**PROBLEM DESCRIPTION**
Read through the data and report every line in which the word "POST" occurs.

Start of Block

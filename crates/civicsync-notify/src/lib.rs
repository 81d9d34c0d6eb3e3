//! Notification trigger endpoint.
//!
//! Delivery is switched off: a trigger only records a `notifications` row in
//! the sync status table and reports that nothing was sent. Every response,
//! the `OPTIONS` pre-flight included, carries permissive CORS headers.

use std::future::Future;
use std::sync::Arc;

use axum::extract::State;
use axum::http::header::{ACCESS_CONTROL_ALLOW_HEADERS, ACCESS_CONTROL_ALLOW_ORIGIN};
use axum::http::{HeaderValue, Method, StatusCode};
use axum::response::{IntoResponse, Response};
use axum::routing::any;
use axum::{Json, Router};
use chrono::Utc;
use serde::{Deserialize, Serialize};
use tokio::net::TcpListener;
use tower_http::set_header::SetResponseHeaderLayer;
use tracing::{error, info};

use civicsync_core::SyncStatus;
use civicsync_store::{StatusUpsert, StatusWriter};

/// Row id of the notifications job in the sync status table.
pub const STATUS_ID: &str = "notifications";

pub const DISABLED_MESSAGE: &str = "Email notifications are temporarily disabled";

const ALLOW_HEADERS: &str = "authorization, x-client-info, apikey, content-type";

/// Body of a successful trigger.
#[derive(Debug, Clone, PartialEq, Serialize, Deserialize)]
pub struct TriggerResponse {
    pub success: bool,
    pub message: String,
    pub sent: u32,
    pub errors: u32,
}

#[derive(Debug, Clone, Serialize)]
struct TriggerFailure {
    success: bool,
    error: String,
}

#[derive(Clone)]
struct NotifyState {
    writer: Arc<dyn StatusWriter>,
    message: Arc<str>,
}

/// Build the trigger router. Every path is served; `message` is reported
/// back and stored in the status row's metadata.
pub fn router(writer: Arc<dyn StatusWriter>, message: &str) -> Router {
    let state = NotifyState {
        writer,
        message: Arc::from(message),
    };
    Router::new()
        .route("/", any(dispatch))
        .route("/{*path}", any(dispatch))
        .layer(SetResponseHeaderLayer::overriding(
            ACCESS_CONTROL_ALLOW_ORIGIN,
            HeaderValue::from_static("*"),
        ))
        .layer(SetResponseHeaderLayer::overriding(
            ACCESS_CONTROL_ALLOW_HEADERS,
            HeaderValue::from_static(ALLOW_HEADERS),
        ))
        .with_state(state)
}

/// Serve `router` on `listener` until Ctrl-C.
pub async fn serve(listener: TcpListener, router: Router) -> std::io::Result<()> {
    serve_until(listener, router, tokio::signal::ctrl_c()).await
}

/// Serve `router` on `listener` until `signal` resolves with `Ok`. If the
/// signal cannot be listened for, the server keeps running.
pub async fn serve_until<F>(listener: TcpListener, router: Router, signal: F) -> std::io::Result<()>
where
    F: Future<Output = std::io::Result<()>> + Send + 'static,
{
    info!(addr = ?listener.local_addr().ok(), "notification trigger listening");
    axum::serve(listener, router)
        .with_graceful_shutdown(async move {
            match signal.await {
                Ok(()) => info!("shutting down notification trigger"),
                Err(e) => {
                    error!(error = %e, "cannot listen for shutdown signal, serving until killed");
                    std::future::pending::<()>().await;
                }
            }
        })
        .await
}

async fn dispatch(method: Method, state: State<NotifyState>) -> Response {
    if method == Method::OPTIONS {
        return "ok".into_response();
    }
    trigger(state).await
}

async fn trigger(State(state): State<NotifyState>) -> Response {
    let now = Utc::now();
    let row = StatusUpsert {
        id: STATUS_ID.to_string(),
        status: SyncStatus::Complete,
        last_synced_at: Some(now),
        last_run_at: Some(now),
        metadata: serde_json::json!({ "message": &*state.message }),
        error: None,
    };

    match state.writer.upsert_status(row).await {
        Ok(()) => {
            info!(message = %state.message, "notification trigger recorded, nothing sent");
            Json(TriggerResponse {
                success: true,
                message: state.message.to_string(),
                sent: 0,
                errors: 0,
            })
            .into_response()
        }
        Err(e) => {
            error!(error = %e, "failed to record notification trigger");
            (
                StatusCode::INTERNAL_SERVER_ERROR,
                Json(TriggerFailure {
                    success: false,
                    error: e.to_string(),
                }),
            )
                .into_response()
        }
    }
}

#[cfg(test)]
mod tests {
    use super::*;
    use axum::body::Body;
    use axum::http::Request;
    use civicsync_store::MemoryStore;
    use http_body_util::BodyExt;
    use tower::ServiceExt;

    async fn send(app: Router, method: Method) -> (StatusCode, axum::http::HeaderMap, Vec<u8>) {
        send_to(app, method, "/").await
    }

    async fn send_to(
        app: Router,
        method: Method,
        uri: &str,
    ) -> (StatusCode, axum::http::HeaderMap, Vec<u8>) {
        let req = Request::builder()
            .method(method)
            .uri(uri)
            .body(Body::empty())
            .unwrap();
        let resp = app.oneshot(req).await.unwrap();
        let status = resp.status();
        let headers = resp.headers().clone();
        let body = resp.into_body().collect().await.unwrap().to_bytes().to_vec();
        (status, headers, body)
    }

    fn assert_cors(headers: &axum::http::HeaderMap) {
        assert_eq!(headers[ACCESS_CONTROL_ALLOW_ORIGIN], "*");
        assert_eq!(headers[ACCESS_CONTROL_ALLOW_HEADERS], ALLOW_HEADERS);
    }

    #[tokio::test]
    async fn preflight_returns_ok_with_cors() {
        let store = Arc::new(MemoryStore::new());
        let (status, headers, body) = send(router(store.clone(), DISABLED_MESSAGE), Method::OPTIONS).await;
        assert_eq!(status, StatusCode::OK);
        assert_cors(&headers);
        assert_eq!(body, b"ok");
        assert!(store.upserts().await.is_empty(), "pre-flight must not write");
    }

    #[tokio::test]
    async fn trigger_records_status_and_reports_nothing_sent() {
        let store = Arc::new(MemoryStore::new());
        let (status, headers, body) = send(router(store.clone(), DISABLED_MESSAGE), Method::POST).await;
        assert_eq!(status, StatusCode::OK);
        assert_cors(&headers);

        let parsed: TriggerResponse = serde_json::from_slice(&body).unwrap();
        assert_eq!(
            parsed,
            TriggerResponse {
                success: true,
                message: DISABLED_MESSAGE.into(),
                sent: 0,
                errors: 0,
            }
        );

        let upserts = store.upserts().await;
        assert_eq!(upserts.len(), 1);
        let row = &upserts[0];
        assert_eq!(row.id, STATUS_ID);
        assert_eq!(row.status, SyncStatus::Complete);
        assert!(row.last_synced_at.is_some());
        assert_eq!(row.last_synced_at, row.last_run_at);
        assert_eq!(row.metadata["message"], DISABLED_MESSAGE);
        assert_eq!(row.error, None);
    }

    #[tokio::test]
    async fn any_method_triggers() {
        let store = Arc::new(MemoryStore::new());
        let (status, _, _) = send(router(store.clone(), "off"), Method::GET).await;
        assert_eq!(status, StatusCode::OK);
        assert_eq!(store.upserts().await.len(), 1);
    }

    #[tokio::test]
    async fn write_failure_is_500_with_cors() {
        let store = Arc::new(MemoryStore::new());
        store.set_failure(Some("service role key missing")).await;
        let (status, headers, body) = send(router(store, DISABLED_MESSAGE), Method::POST).await;
        assert_eq!(status, StatusCode::INTERNAL_SERVER_ERROR);
        assert_cors(&headers);
        let json: serde_json::Value = serde_json::from_slice(&body).unwrap();
        assert_eq!(json["success"], false);
        assert!(json["error"].as_str().unwrap().contains("service role key missing"));
    }

    #[tokio::test]
    async fn every_path_is_served() {
        let store = Arc::new(MemoryStore::new());
        let app = router(store.clone(), DISABLED_MESSAGE);

        let (status, headers, body) =
            send_to(app.clone(), Method::OPTIONS, "/functions/v1/notify").await;
        assert_eq!(status, StatusCode::OK);
        assert_cors(&headers);
        assert_eq!(body, b"ok");

        for uri in ["/notify-trigger", "/functions/v1/notify", "/?x=1"] {
            let (status, headers, body) = send_to(app.clone(), Method::POST, uri).await;
            assert_eq!(status, StatusCode::OK, "{uri}");
            assert_cors(&headers);
            let parsed: TriggerResponse = serde_json::from_slice(&body).unwrap();
            assert!(parsed.success);
        }
        assert_eq!(store.upserts().await.len(), 3);
    }

    async fn local_listener() -> TcpListener {
        TcpListener::bind("127.0.0.1:0").await.unwrap()
    }

    #[tokio::test]
    async fn shutdown_signal_stops_server() {
        let app = router(Arc::new(MemoryStore::new()), DISABLED_MESSAGE);
        let served = tokio::time::timeout(
            std::time::Duration::from_secs(5),
            serve_until(local_listener().await, app, async { Ok(()) }),
        )
        .await
        .expect("server should stop once the signal fires");
        assert!(served.is_ok());
    }

    #[tokio::test]
    async fn failed_shutdown_signal_keeps_serving() {
        let app = router(Arc::new(MemoryStore::new()), DISABLED_MESSAGE);
        let server = tokio::spawn(serve_until(local_listener().await, app, async {
            Err(std::io::Error::other("signal handler unavailable"))
        }));
        tokio::time::sleep(std::time::Duration::from_millis(100)).await;
        assert!(!server.is_finished());
        server.abort();
    }
}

End of Block

**SOLUTION TO THE PROBLEM**
        let (status, headers, body) = send(router(store.clone(), DISABLED_MESSAGE), Method::POST).await;
        let (status, headers, body) = send(router(store, DISABLED_MESSAGE), Method::POST).await;
            let (status, headers, body) = send_to(app.clone(), Method::POST, uri).await;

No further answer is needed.